Assignment: State how many lines in the records below include the word "super". Give nothing but that number.
********************
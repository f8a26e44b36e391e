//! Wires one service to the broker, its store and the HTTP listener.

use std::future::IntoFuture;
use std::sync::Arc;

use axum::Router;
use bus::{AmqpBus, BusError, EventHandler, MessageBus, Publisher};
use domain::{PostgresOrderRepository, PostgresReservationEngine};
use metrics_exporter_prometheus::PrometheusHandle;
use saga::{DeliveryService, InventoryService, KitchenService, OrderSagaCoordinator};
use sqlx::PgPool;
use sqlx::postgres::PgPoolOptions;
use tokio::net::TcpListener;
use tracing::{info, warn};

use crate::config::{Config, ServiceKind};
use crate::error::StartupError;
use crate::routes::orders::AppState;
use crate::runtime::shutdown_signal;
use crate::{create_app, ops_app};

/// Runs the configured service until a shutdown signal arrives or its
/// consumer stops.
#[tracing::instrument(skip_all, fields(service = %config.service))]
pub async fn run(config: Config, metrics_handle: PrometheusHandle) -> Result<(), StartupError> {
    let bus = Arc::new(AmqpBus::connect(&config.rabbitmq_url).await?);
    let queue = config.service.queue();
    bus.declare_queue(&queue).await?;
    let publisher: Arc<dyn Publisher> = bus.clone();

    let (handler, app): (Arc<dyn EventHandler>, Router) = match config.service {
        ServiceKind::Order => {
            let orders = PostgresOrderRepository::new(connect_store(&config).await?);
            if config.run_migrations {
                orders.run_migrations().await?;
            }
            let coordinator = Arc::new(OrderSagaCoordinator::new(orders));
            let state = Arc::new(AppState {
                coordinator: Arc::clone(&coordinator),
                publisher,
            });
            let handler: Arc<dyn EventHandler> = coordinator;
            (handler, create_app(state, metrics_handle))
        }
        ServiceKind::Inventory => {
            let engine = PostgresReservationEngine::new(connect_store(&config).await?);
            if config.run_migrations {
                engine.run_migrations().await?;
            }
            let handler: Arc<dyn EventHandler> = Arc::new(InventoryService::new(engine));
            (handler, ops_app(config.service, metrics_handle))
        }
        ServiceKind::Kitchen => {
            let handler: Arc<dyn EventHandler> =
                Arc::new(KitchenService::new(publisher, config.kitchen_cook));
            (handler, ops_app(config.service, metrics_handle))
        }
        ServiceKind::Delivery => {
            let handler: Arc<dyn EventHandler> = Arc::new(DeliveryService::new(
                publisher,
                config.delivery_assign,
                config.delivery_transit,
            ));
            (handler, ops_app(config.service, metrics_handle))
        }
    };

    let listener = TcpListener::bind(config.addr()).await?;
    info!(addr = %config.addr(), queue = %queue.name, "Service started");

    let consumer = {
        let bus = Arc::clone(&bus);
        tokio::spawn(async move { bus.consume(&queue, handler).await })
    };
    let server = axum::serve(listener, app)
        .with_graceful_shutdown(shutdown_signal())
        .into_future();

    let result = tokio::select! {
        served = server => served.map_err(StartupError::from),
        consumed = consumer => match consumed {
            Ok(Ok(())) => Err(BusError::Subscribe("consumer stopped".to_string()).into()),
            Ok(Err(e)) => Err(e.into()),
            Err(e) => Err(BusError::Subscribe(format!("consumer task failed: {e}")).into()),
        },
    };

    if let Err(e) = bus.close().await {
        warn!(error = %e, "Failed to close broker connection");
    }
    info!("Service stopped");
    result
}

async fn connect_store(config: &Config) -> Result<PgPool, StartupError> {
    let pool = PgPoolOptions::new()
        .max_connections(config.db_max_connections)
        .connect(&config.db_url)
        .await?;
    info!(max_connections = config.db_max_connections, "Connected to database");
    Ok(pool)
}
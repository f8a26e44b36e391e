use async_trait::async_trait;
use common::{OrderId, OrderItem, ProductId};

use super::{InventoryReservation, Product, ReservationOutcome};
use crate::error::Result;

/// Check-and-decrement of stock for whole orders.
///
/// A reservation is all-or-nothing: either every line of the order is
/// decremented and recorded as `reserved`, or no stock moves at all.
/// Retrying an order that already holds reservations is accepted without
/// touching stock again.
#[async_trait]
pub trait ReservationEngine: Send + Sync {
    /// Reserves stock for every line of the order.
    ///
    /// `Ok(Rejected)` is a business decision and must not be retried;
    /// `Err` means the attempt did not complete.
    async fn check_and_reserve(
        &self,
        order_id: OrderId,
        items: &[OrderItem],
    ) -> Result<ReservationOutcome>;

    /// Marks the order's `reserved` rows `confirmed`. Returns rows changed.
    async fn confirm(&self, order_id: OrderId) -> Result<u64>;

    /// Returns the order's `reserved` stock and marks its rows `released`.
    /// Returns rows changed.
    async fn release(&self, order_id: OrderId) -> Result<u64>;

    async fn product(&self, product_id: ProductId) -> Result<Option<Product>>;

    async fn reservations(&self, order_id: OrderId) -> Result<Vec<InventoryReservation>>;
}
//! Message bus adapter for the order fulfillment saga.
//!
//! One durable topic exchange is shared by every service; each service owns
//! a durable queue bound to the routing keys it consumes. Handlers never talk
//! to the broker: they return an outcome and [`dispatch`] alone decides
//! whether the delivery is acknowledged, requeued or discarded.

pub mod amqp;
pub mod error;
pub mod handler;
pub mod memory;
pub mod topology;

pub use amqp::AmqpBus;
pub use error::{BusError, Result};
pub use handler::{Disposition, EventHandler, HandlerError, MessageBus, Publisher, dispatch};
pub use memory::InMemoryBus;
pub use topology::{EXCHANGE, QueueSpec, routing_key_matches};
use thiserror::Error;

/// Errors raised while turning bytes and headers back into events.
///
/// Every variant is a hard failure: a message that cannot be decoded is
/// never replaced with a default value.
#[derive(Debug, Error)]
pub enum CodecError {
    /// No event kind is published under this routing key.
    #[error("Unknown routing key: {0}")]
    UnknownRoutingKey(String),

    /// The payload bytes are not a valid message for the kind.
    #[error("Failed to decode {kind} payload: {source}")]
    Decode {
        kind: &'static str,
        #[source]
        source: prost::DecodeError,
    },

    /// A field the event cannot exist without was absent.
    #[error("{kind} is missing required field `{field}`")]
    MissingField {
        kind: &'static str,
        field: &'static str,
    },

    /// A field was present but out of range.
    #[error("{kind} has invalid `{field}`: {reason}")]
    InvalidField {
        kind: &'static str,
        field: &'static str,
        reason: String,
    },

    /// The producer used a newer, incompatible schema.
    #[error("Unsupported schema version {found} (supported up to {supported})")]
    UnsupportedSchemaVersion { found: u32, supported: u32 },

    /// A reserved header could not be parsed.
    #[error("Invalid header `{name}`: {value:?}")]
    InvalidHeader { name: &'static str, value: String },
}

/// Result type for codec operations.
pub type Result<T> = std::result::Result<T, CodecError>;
********************
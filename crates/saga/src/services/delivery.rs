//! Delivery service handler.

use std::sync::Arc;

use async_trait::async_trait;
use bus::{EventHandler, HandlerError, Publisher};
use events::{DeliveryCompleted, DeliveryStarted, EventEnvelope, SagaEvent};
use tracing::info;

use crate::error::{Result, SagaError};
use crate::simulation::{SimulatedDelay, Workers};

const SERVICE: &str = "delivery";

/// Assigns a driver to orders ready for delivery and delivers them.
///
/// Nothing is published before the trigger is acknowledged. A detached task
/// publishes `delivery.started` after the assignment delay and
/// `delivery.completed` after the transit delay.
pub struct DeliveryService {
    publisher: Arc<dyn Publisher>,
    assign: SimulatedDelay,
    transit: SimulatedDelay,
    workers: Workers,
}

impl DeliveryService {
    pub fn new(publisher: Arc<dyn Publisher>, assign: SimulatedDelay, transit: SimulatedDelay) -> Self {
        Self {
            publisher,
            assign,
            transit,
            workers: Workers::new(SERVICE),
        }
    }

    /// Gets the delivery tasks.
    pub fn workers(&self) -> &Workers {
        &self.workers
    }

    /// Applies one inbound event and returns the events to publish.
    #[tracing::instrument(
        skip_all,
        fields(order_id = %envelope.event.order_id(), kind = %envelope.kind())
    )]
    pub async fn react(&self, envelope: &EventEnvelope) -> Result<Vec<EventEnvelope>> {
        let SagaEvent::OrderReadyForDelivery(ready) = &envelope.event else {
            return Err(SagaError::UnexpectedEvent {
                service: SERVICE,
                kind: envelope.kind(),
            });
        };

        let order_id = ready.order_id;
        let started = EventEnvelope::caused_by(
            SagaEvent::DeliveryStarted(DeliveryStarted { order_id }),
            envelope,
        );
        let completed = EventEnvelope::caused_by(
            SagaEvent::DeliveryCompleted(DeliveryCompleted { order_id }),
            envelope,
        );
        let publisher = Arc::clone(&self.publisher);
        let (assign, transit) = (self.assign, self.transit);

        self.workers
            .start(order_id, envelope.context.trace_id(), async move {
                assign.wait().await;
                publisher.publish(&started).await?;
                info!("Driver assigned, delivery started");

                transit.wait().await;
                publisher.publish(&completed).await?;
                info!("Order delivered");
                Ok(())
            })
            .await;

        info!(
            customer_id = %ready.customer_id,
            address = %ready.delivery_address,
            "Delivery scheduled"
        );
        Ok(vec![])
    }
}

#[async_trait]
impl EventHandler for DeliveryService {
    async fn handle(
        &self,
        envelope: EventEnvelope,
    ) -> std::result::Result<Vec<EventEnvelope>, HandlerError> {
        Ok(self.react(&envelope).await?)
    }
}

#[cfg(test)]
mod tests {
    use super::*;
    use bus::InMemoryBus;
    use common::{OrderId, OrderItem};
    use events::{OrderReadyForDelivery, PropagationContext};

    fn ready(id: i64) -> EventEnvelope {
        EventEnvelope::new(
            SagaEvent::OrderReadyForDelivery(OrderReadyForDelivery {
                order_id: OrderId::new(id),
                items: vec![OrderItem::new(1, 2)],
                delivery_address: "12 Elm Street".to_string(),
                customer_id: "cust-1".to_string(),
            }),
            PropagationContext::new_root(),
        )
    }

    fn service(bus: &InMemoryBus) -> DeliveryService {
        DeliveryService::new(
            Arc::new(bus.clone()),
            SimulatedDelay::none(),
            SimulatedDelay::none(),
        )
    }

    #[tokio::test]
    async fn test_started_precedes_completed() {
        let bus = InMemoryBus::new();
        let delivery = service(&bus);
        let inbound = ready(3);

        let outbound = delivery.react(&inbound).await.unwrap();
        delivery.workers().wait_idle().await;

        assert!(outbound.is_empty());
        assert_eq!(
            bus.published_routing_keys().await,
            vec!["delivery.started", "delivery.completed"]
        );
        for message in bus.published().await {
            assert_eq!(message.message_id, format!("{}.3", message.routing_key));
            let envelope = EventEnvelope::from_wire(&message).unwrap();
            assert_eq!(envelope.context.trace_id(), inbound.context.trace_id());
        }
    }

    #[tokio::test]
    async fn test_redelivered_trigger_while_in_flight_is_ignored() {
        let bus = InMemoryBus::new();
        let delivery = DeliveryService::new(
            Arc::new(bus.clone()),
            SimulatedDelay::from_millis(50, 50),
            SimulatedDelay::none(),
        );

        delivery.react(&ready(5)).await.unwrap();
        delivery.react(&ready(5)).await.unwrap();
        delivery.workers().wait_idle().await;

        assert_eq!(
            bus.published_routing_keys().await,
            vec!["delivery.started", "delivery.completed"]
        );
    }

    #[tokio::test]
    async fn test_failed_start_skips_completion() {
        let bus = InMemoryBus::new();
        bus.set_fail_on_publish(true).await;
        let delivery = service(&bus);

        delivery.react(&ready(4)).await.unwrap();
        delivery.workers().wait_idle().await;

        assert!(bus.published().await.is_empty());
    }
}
********************
Answer to this task: 2